* [EXERCISE DETAILS]
Every line below containing the word "required" should be found and copied.

======== ENTRIES PROVIDED

//! Config Entry State Machine
//!
//! Enforces valid state transitions for the ConfigEntry lifecycle:
//!
//! ```text
//! NotLoaded → SetupInProgress → Loaded
//!                            ↘ SetupError → SetupInProgress (retry)
//!
//! Loaded/SetupError → UnloadInProgress → NotLoaded
//!                                      ↘ FailedUnload (terminal)
//! ```

use crate::entry::ConfigEntryState;
use thiserror::Error;

/// Error when an invalid state transition is attempted
#[derive(Debug, Error, Clone, PartialEq, Eq)]
#[error("Invalid state transition from {from:?} to {to:?}: {reason}")]
pub struct InvalidTransition {
    pub from: ConfigEntryState,
    pub to: ConfigEntryState,
    pub reason: &'static str,
}

impl ConfigEntryState {
    /// Attempt a transition to a new state.
    pub fn try_transition(
        self,
        to: ConfigEntryState,
    ) -> Result<ConfigEntryState, InvalidTransition> {
        use ConfigEntryState::*;

        let valid = matches!(
            (self, to),
            (NotLoaded, SetupInProgress)
                | (SetupInProgress, Loaded)
                | (SetupInProgress, SetupError)
                | (SetupError, SetupInProgress)
                | (SetupError, UnloadInProgress)
                | (Loaded, UnloadInProgress)
                | (UnloadInProgress, NotLoaded)
                | (UnloadInProgress, FailedUnload)
        );

        if valid {
            Ok(to)
        } else {
            Err(InvalidTransition {
                from: self,
                to,
                reason: Self::transition_error_reason(self, to),
            })
        }
    }

    /// Check if a transition is valid without performing it
    pub fn can_transition_to(self, to: ConfigEntryState) -> bool {
        self.try_transition(to).is_ok()
    }

    fn transition_error_reason(from: ConfigEntryState, to: ConfigEntryState) -> &'static str {
        use ConfigEntryState::*;

        match (from, to) {
            (FailedUnload, _) => "FailedUnload is terminal - entry cannot recover",
            (SetupInProgress, NotLoaded) => {
                "Setup in progress - must complete before returning to NotLoaded"
            }
            (UnloadInProgress, Loaded) => "Unload in progress - cannot go back to Loaded",
            (NotLoaded, Loaded) => "Cannot jump to Loaded - must go through SetupInProgress",
            (Loaded, NotLoaded) => "Cannot jump to NotLoaded - must go through UnloadInProgress",
            (Loaded, SetupInProgress) => "Already loaded - unload first before re-setup",
            _ => "Invalid state transition",
        }
    }
}
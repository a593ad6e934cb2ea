//! Error types for configuration loading

use std::path::PathBuf;
use thiserror::Error;

/// Result type for configuration operations
pub type ConfigResult<T> = Result<T, ConfigError>;

/// Errors that can occur during configuration loading
#[derive(Debug, Error)]
pub enum ConfigError {
    /// Failed to read a file
    #[error("failed to read file {path}: {source}")]
    ReadFile {
        path: PathBuf,
        #[source]
        source: std::io::Error,
    },

    /// Failed to parse YAML
    #[error("failed to parse YAML in {path}: {source}")]
    ParseYaml {
        path: PathBuf,
        #[source]
        source: serde_yaml::Error,
    },

    /// Secret not found
    #[error("secret '{key}' not found in secrets.yaml")]
    SecretNotFound { key: String },

    /// Circular include detected
    #[error("circular include detected: {path}")]
    CircularInclude { path: PathBuf },

    /// Environment variable not found
    #[error("environment variable '{var}' not set")]
    EnvVarNotFound { var: String },

    /// Invalid configuration value
    #[error("invalid configuration value for '{key}': {reason}")]
    InvalidValue { key: String, reason: String },
}
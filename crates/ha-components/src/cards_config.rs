//! Replacer configuration shared by the card integrations
//!
//! ```yaml
//! advanced_ui_cards:
//!   replacer:
//!     - brand: advanced_ui_cards
//!       image: /brands/logo.svg
//! ```

use serde::{Deserialize, Serialize};
use serde_json::{Map, Value};
use thiserror::Error;

pub const CONF_REPLACER: &str = "replacer";
pub const CONF_BRAND: &str = "brand";
pub const CONF_IMAGE: &str = "image";

/// A section as stored in the shared data
pub type Section = Map<String, Value>;

#[derive(Debug, Error, PartialEq)]
pub enum SectionError {
    #[error("section must be a mapping, got {0}")]
    NotAMapping(&'static str),
}

/// Image override for one brand
#[derive(Debug, Clone, PartialEq, Serialize, Deserialize)]
pub struct BrandEntry {
    pub brand: String,
    pub image: String,
    #[serde(flatten)]
    pub extra: Map<String, Value>,
}

impl BrandEntry {
    pub fn new(brand: impl Into<String>, image: impl Into<String>) -> Self {
        Self {
            brand: brand.into(),
            image: image.into(),
            extra: Map::new(),
        }
    }
}

impl From<BrandEntry> for Value {
    fn from(entry: BrandEntry) -> Self {
        let mut map = entry.extra;
        map.insert(CONF_BRAND.to_string(), Value::String(entry.brand));
        map.insert(CONF_IMAGE.to_string(), Value::String(entry.image));
        Value::Object(map)
    }
}

/// The built-in configuration of a card integration
///
/// User sections are never parsed into this type. They are kept as the
/// mapping that was supplied.
#[derive(Debug, Clone, Default, PartialEq, Serialize, Deserialize)]
pub struct CardsConfig {
    #[serde(default, skip_serializing_if = "Option::is_none")]
    pub replacer: Option<Vec<BrandEntry>>,
    #[serde(flatten)]
    pub extra: Map<String, Value>,
}

impl CardsConfig {
    pub fn with_replacer(replacer: Vec<BrandEntry>) -> Self {
        Self {
            replacer: Some(replacer),
            extra: Map::new(),
        }
    }

    /// Pick the configuration in effect
    ///
    /// A user section replaces the default entirely; it is never merged
    /// with it.
    pub fn resolve(user: Option<Section>, default: CardsConfig) -> Section {
        user.unwrap_or_else(|| default.into())
    }

    /// Read a YAML section; `null` means "use the default"
    ///
    /// Any mapping is accepted as is. Its keys and entries are not checked.
    pub fn from_section(section: &Value) -> Result<Option<Section>, SectionError> {
        match section {
            Value::Null => Ok(None),
            Value::Object(map) => Ok(Some(map.clone())),
            Value::Bool(_) => Err(SectionError::NotAMapping("a boolean")),
            Value::Number(_) => Err(SectionError::NotAMapping("a number")),
            Value::String(_) => Err(SectionError::NotAMapping("a string")),
            Value::Array(_) => Err(SectionError::NotAMapping("a list")),
        }
    }
}

impl From<CardsConfig> for Section {
    fn from(config: CardsConfig) -> Self {
        let mut section = config.extra;
        if let Some(replacer) = config.replacer {
            section.insert(
                CONF_REPLACER.to_string(),
                Value::Array(replacer.into_iter().map(Value::from).collect()),
            );
        }
        section
    }
}
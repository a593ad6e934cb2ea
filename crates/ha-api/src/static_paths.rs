//! Static path registration
//!
//! Integrations mount directories or single files of their bundle under a
//! URL prefix. Requests not handled by another route are resolved against
//! the registered mounts, longest prefix first.

use std::path::{Path, PathBuf};
use std::sync::Arc;

use axum::{
    body::Body,
    extract::{Request, State},
    http::{header, HeaderValue, StatusCode, Uri},
    response::{IntoResponse, Response},
    Router,
};
use dashmap::mapref::entry::Entry;
use dashmap::DashMap;
use thiserror::Error;
use tower::ServiceExt;
use tower_http::services::{ServeDir, ServeFile};
use tracing::{debug, info};

/// Cache-Control value used when a mount asks for cache headers
pub const CACHE_HEADER_VALUE: &str = "public, max-age=31536000";

/// HTTP registration errors
#[derive(Debug, Error, PartialEq, Eq)]
pub enum HttpError {
    #[error("URL path {url_path} is already registered for {existing}")]
    PathConflict { url_path: String, existing: String },

    #[error("Invalid URL path {0:?}: must start with '/'")]
    InvalidUrlPath(String),
}

/// A URL prefix mapped onto a file or directory
#[derive(Debug, Clone, PartialEq, Eq)]
pub struct StaticPathConfig {
    pub url_path: String,
    pub path: PathBuf,
    pub cache_headers: bool,
}

impl StaticPathConfig {
    pub fn new(url_path: impl Into<String>, path: impl Into<PathBuf>, cache_headers: bool) -> Self {
        Self {
            url_path: url_path.into(),
            path: path.into(),
            cache_headers,
        }
    }
}

fn conflict(config: &StaticPathConfig, existing: &StaticPathConfig) -> HttpError {
    HttpError::PathConflict {
        url_path: config.url_path.clone(),
        existing: existing.path.display().to_string(),
    }
}

/// Registry of static mounts
#[derive(Default)]
pub struct StaticPaths {
    mounts: DashMap<String, StaticPathConfig>,
}

impl StaticPaths {
    pub fn new() -> Self {
        Self::default()
    }

    /// Register several mounts at once
    ///
    /// All configs are checked before any is added. If a conflicting mount
    /// appears while they are being added, the ones added by this call are
    /// removed again.
    pub async fn register_static_paths(
        &self,
        configs: Vec<StaticPathConfig>,
    ) -> Result<(), HttpError> {
        for config in &configs {
            self.check(config)?;
        }

        let mut added = Vec::new();
        for config in configs {
            let url_path = config.url_path.clone();
            match self.insert(config) {
                Ok(true) => added.push(url_path),
                Ok(false) => {}
                Err(e) => {
                    for url_path in added {
                        self.mounts.remove(&url_path);
                    }
                    return Err(e);
                }
            }
        }
        Ok(())
    }

    /// Register a single mount (legacy synchronous call)
    pub fn register_static_path(
        &self,
        url_path: &str,
        path: impl AsRef<Path>,
        cache_headers: bool,
    ) -> Result<(), HttpError> {
        let config = StaticPathConfig::new(url_path, path.as_ref(), cache_headers);
        self.check(&config)?;
        self.insert(config)?;
        Ok(())
    }

    fn check(&self, config: &StaticPathConfig) -> Result<(), HttpError> {
        if !config.url_path.starts_with('/') {
            return Err(HttpError::InvalidUrlPath(config.url_path.clone()));
        }
        match self.mounts.get(&config.url_path) {
            Some(existing) if *existing != *config => Err(conflict(config, &existing)),
            _ => Ok(()),
        }
    }

    /// Add a mount, returning whether it was new
    ///
    /// Re-registering an identical mount is a no-op. The lookup and the
    /// insert hold the same shard lock.
    fn insert(&self, config: StaticPathConfig) -> Result<bool, HttpError> {
        match self.mounts.entry(config.url_path.clone()) {
            Entry::Occupied(existing) if *existing.get() == config => {
                debug!("Static path {} already registered", config.url_path);
                Ok(false)
            }
            Entry::Occupied(existing) => Err(conflict(&config, existing.get())),
            Entry::Vacant(slot) => {
                info!(
                    "Registered static path {} -> {}",
                    config.url_path,
                    config.path.display()
                );
                slot.insert(config);
                Ok(true)
            }
        }
    }

    /// All mounts, sorted by URL path
    pub fn registered(&self) -> Vec<StaticPathConfig> {
        let mut mounts: Vec<StaticPathConfig> =
            self.mounts.iter().map(|r| r.value().clone()).collect();
        mounts.sort_by(|a, b| a.url_path.cmp(&b.url_path));
        mounts
    }

    /// Find the mount for a request path and the remainder below it
    pub fn resolve(&self, request_path: &str) -> Option<(StaticPathConfig, String)> {
        self.mounts
            .iter()
            .filter_map(|r| {
                let url_path = r.key().trim_end_matches('/');
                let rest = request_path.strip_prefix(url_path)?;
                if rest.is_empty() || rest.starts_with('/') {
                    Some((r.value().clone(), rest.to_string()))
                } else {
                    None
                }
            })
            .max_by_key(|(config, _)| config.url_path.len())
    }

    /// Router serving the registered mounts from its fallback
    pub fn router(self: &Arc<Self>) -> Router {
        Router::new()
            .fallback(serve_static)
            .with_state(self.clone())
    }
}

async fn serve_static(State(paths): State<Arc<StaticPaths>>, req: Request) -> Response {
    let Some((mount, rest)) = paths.resolve(req.uri().path()) else {
        return StatusCode::NOT_FOUND.into_response();
    };

    let is_dir = tokio::fs::metadata(&mount.path)
        .await
        .map(|m| m.is_dir())
        .unwrap_or(false);

    let mut response = if is_dir {
        let (mut parts, body) = req.into_parts();
        let path = if rest.is_empty() { "/" } else { rest.as_str() };
        let uri = match parts.uri.query() {
            Some(query) => format!("{}?{}", path, query),
            None => path.to_string(),
        };
        parts.uri = match uri.parse::<Uri>() {
            Ok(uri) => uri,
            Err(_) => return StatusCode::BAD_REQUEST.into_response(),
        };
        let req = Request::from_parts(parts, body);
        match ServeDir::new(&mount.path).oneshot(req).await {
            Ok(res) => res.map(Body::new),
            Err(never) => match never {},
        }
    } else if rest.is_empty() {
        match ServeFile::new(&mount.path).oneshot(req).await {
            Ok(res) => res.map(Body::new),
            Err(never) => match never {},
        }
    } else {
        return StatusCode::NOT_FOUND.into_response();
    };

    if mount.cache_headers && response.status().is_success() {
        response.headers_mut().insert(
            header::CACHE_CONTROL,
            HeaderValue::from_static(CACHE_HEADER_VALUE),
        );
    }
    response
}
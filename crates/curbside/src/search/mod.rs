//! Query engine over the permit catalog.
//!
//! Text filters (applicant, address) and nearest-K by great-circle distance.
//! Every function here is pure over a borrowed slice of records; none of them
//! allocate records or touch the catalog itself. Raw request parameters are
//! validated in [`params`] before any scan starts.

pub use error::ValidationError;
mod nearest;
mod params;
mod status;
mod text_search;

pub use nearest::{
    DEFAULT_NEAREST_LIMIT, NearestConfig, NearestQuery, RankedPermit, nearest_inner,
};
pub(crate) use params::present;
pub use params::{NearestParams, parse_coordinate, parse_limit, require_name};
pub use status::StatusFilter;
pub use text_search::{address_search_inner, applicant_search_inner};

mod error {
    use thiserror::Error;

    /// A caller-supplied parameter was missing or could not be parsed.
    ///
    /// Always recoverable by resubmitting corrected input. [`reason`] gives a
    /// stable machine-readable code for the request boundary.
    ///
    /// [`reason`]: ValidationError::reason
    #[derive(Error, Debug, Clone, PartialEq, Eq)]
    pub enum ValidationError {
        #[error("name parameter is required")]
        MissingName,
        #[error("latitude and longitude parameters are required")]
        MissingCoordinates,
        #[error("latitude {latitude:?} and longitude {longitude:?} are not a valid coordinate")]
        InvalidCoordinates { latitude: String, longitude: String },
        #[error("limit {0:?} is not a non-negative integer")]
        InvalidLimit(String),
    }

    impl ValidationError {
        #[must_use]
        pub const fn reason(&self) -> &'static str {
            match self {
                Self::MissingName => "missing_name",
                Self::MissingCoordinates => "missing_coordinates",
                Self::InvalidCoordinates { .. } => "invalid_coordinates",
                Self::InvalidLimit(_) => "invalid_limit",
            }
        }
    }

    #[cfg(feature = "serde")]
    impl serde::Serialize for ValidationError {
        fn serialize<S: serde::Serializer>(&self, serializer: S) -> Result<S::Ok, S::Error> {
            use serde::ser::SerializeStruct;

            let mut state = serializer.serialize_struct("ValidationError", 2)?;
            state.serialize_field("error", self.reason())?;
            state.serialize_field("message", &self.to_string())?;
            state.end()
        }
    }

    #[cfg(test)]
    mod tests {
        use super::*;

        #[test]
        fn test_reason_codes() {
            assert_eq!(ValidationError::MissingName.reason(), "missing_name");
            assert_eq!(
                ValidationError::MissingCoordinates.reason(),
                "missing_coordinates"
            );
            assert_eq!(
                ValidationError::InvalidCoordinates {
                    latitude: "abc".into(),
                    longitude: "1".into()
                }
                .reason(),
                "invalid_coordinates"
            );
            assert_eq!(
                ValidationError::InvalidLimit("-1".into()).reason(),
                "invalid_limit"
            );
        }

        #[test]
        fn test_display_mentions_offending_input() {
            let err = ValidationError::InvalidCoordinates {
                latitude: "north".into(),
                longitude: "-122.4".into(),
            };
            assert!(err.to_string().contains("\"north\""));
        }

        #[cfg(feature = "serde")]
        #[test]
        fn test_serializes_reason_as_error_field() {
            let json = serde_json::to_value(ValidationError::MissingName).unwrap();
            assert_eq!(json["error"], "missing_name");
            assert_eq!(json["message"], "name parameter is required");
        }
    }
}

================

* [TASK SOLUTION]
        #[error("name parameter is required")]
        #[error("latitude and longitude parameters are required")]
            assert_eq!(json["message"], "name parameter is required");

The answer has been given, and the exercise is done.